Use the entries below and reproduce exactly the lines from the one containing "pub fn push_chunk(&mut" down to the one containing "let mut i = 0;", both of them included.

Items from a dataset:

::::

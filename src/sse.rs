//! Wire protocol of the stream relay.
//!
//! Events are serialized as JSON and framed as minimal Server-Sent-Events
//! blocks (`data: <json>\n\n`) so any line-oriented reader can parse them
//! incrementally. [`SseDecoder`] is the reader side: a push decoder that
//! buffers partial frames across chunk boundaries, since the transport is
//! free to split a frame anywhere.

use serde::{Deserialize, Serialize};

/// One event of a relayed stream.
///
/// A stream is a run of `Text` events with sequence numbers exactly 1..N,
/// ended by exactly one terminal event (`Complete` or `Error`).
#[derive(Debug, Clone, PartialEq, Eq, Serialize, Deserialize)]
#[serde(tag = "kind", rename_all = "lowercase")]
pub enum StreamEvent {
    Text {
        content: String,
        #[serde(rename = "sequenceNumber")]
        sequence_number: u64,
    },
    Error {
        message: String,
    },
    Complete,
}

impl StreamEvent {
    /// Whether this event ends the stream.
    pub fn is_terminal(&self) -> bool {
        matches!(self, StreamEvent::Error { .. } | StreamEvent::Complete)
    }

    /// Serialize into a single SSE frame.
    pub fn to_frame(&self) -> String {
        // StreamEvent has no non-serializable states; failure is unreachable.
        let json = serde_json::to_string(self).unwrap_or_default();
        format!("data: {json}\n\n")
    }
}

/// Incremental SSE frame decoder.
///
/// Feed raw chunks as they arrive; complete `data:` payloads come back, and
/// an incomplete trailing frame is held until the next chunk completes it.
#[derive(Debug, Default)]
pub struct SseDecoder {
    buf: Vec<u8>,
}

impl SseDecoder {
    pub fn new() -> Self {
        Self::default()
    }

    /// Append a chunk and drain every frame it completes.
    ///
    /// Returns the `data:` payload of each completed frame, in order.
    /// Frames carrying no data lines (comments, keep-alives) are dropped.
    pub fn push_chunk(&mut self, chunk: &[u8]) -> Vec<String> {
        self.buf.extend_from_slice(chunk);
        let mut payloads = Vec::new();
        while let Some((end, delim_len)) = find_frame_delimiter(&self.buf) {
            let frame: Vec<u8> = self.buf.drain(..end + delim_len).take(end).collect();
            if let Some(data) = parse_frame_data(&frame) {
                payloads.push(data);
            }
        }
        payloads
    }
}

/// Locate the first blank-line frame delimiter.
///
/// Line endings may be mixed within one stream, so every spelling of
/// "line break, empty line" counts: `\n\n`, `\r\n\r\n`, and `\n\r\n`
/// (`\r\n\n` reduces to the `\n\n` case).
fn find_frame_delimiter(buf: &[u8]) -> Option<(usize, usize)> {
    let mut i = 0;
    while i + 1 < buf.len() {
        if buf[i] == b'\r'
            && i + 3 < buf.len()
            && buf[i + 1] == b'\n'
            && buf[i + 2] == b'\r'
            && buf[i + 3] == b'\n'
        {
            return Some((i, 4));
        }
        if buf[i] == b'\n' && buf[i + 1] == b'\n' {
            return Some((i, 2));
        }
        if buf[i] == b'\n' && i + 2 < buf.len() && buf[i + 1] == b'\r' && buf[i + 2] == b'\n' {
            return Some((i, 3));
        }
        i += 1;
    }
    None
}

/// Extract the joined `data:` payload of one frame, if it has any.
fn parse_frame_data(frame: &[u8]) -> Option<String> {
    let text = String::from_utf8_lossy(frame);
    let mut data_lines: Vec<&str> = Vec::new();
    for raw_line in text.split('\n') {
        let line = raw_line.trim_end_matches('\r');
        if line.is_empty() || line.starts_with(':') {
            continue;
        }
        if let Some(rest) = line.strip_prefix("data:") {
            data_lines.push(rest.strip_prefix(' ').unwrap_or(rest));
        }
    }
    if data_lines.is_empty() {
        None
    } else {
        Some(data_lines.join("\n"))
    }
}

#[cfg(test)]
mod tests {
    use super::*;

    #[test]
    fn test_event_serde_shape() {
        let ev = StreamEvent::Text {
            content: "hi".to_string(),
            sequence_number: 3,
        };
        let json = serde_json::to_string(&ev).unwrap();
        assert_eq!(json, r#"{"kind":"text","content":"hi","sequenceNumber":3}"#);

        let complete: StreamEvent = serde_json::from_str(r#"{"kind":"complete"}"#).unwrap();
        assert_eq!(complete, StreamEvent::Complete);
        assert!(complete.is_terminal());

        let err: StreamEvent =
            serde_json::from_str(r#"{"kind":"error","message":"boom"}"#).unwrap();
        assert!(err.is_terminal());
    }

    #[test]
    fn test_frame_round_trip() {
        let ev = StreamEvent::Text {
            content: "hello".to_string(),
            sequence_number: 1,
        };
        let mut decoder = SseDecoder::new();
        let payloads = decoder.push_chunk(ev.to_frame().as_bytes());
        assert_eq!(payloads.len(), 1);
        let parsed: StreamEvent = serde_json::from_str(&payloads[0]).unwrap();
        assert_eq!(parsed, ev);
    }

    #[test]
    fn test_partial_frame_across_chunk_boundary() {
        let mut decoder = SseDecoder::new();
        let first = decoder.push_chunk(b"data: {\"kind\"");
        assert!(first.is_empty());
        let second = decoder.push_chunk(b":\"text\",\"content\":\"hi\",\"sequenceNumber\":1}\n\n");
        assert_eq!(second.len(), 1);
        let parsed: StreamEvent = serde_json::from_str(&second[0]).unwrap();
        assert_eq!(
            parsed,
            StreamEvent::Text {
                content: "hi".to_string(),
                sequence_number: 1
            }
        );
    }

    #[test]
    fn test_multiple_frames_in_one_chunk() {
        let mut decoder = SseDecoder::new();
        let payloads = decoder.push_chunk(b"data: one\n\ndata: two\n\ndata: thr");
        assert_eq!(payloads, vec!["one".to_string(), "two".to_string()]);
        let rest = decoder.push_chunk(b"ee\n\n");
        assert_eq!(rest, vec!["three".to_string()]);
    }

    #[test]
    fn test_mixed_line_endings_in_one_stream() {
        let mut decoder = SseDecoder::new();
        let payloads = decoder.push_chunk(b"data: one\n\r\ndata: two\r\n\ndata: three\n\n");
        assert_eq!(
            payloads,
            vec!["one".to_string(), "two".to_string(), "three".to_string()]
        );
    }

    #[test]
    fn test_mixed_delimiter_split_across_chunks() {
        let mut decoder = SseDecoder::new();
        assert!(decoder.push_chunk(b"data: one\n").is_empty());
        let payloads = decoder.push_chunk(b"\r\ndata: two\n\n");
        assert_eq!(payloads, vec!["one".to_string(), "two".to_string()]);
    }

    #[test]
    fn test_crlf_delimiters() {
        let mut decoder = SseDecoder::new();
        let payloads = decoder.push_chunk(b"data: alpha\r\n\r\ndata: beta\r\n\r\n");
        assert_eq!(payloads, vec!["alpha".to_string(), "beta".to_string()]);
    }

    #[test]
    fn test_comment_frames_are_dropped() {
        let mut decoder = SseDecoder::new();
        let payloads = decoder.push_chunk(b": keep-alive\n\ndata: real\n\n");
        assert_eq!(payloads, vec!["real".to_string()]);
    }
}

::::

• _Task result_
    pub fn push_chunk(&mut self, chunk: &[u8]) -> Vec<String> {
        self.buf.extend_from_slice(chunk);
        let mut payloads = Vec::new();
        while let Some((end, delim_len)) = find_frame_delimiter(&self.buf) {
            let frame: Vec<u8> = self.buf.drain(..end + delim_len).take(end).collect();
            if let Some(data) = parse_frame_data(&frame) {
                payloads.push(data);
            }
        }
        payloads
    }
}

/// Locate the first blank-line frame delimiter.
///
/// Line endings may be mixed within one stream, so every spelling of
/// "line break, empty line" counts: `\n\n`, `\r\n\r\n`, and `\n\r\n`
/// (`\r\n\n` reduces to the `\n\n` case).
fn find_frame_delimiter(buf: &[u8]) -> Option<(usize, usize)> {
    let mut i = 0;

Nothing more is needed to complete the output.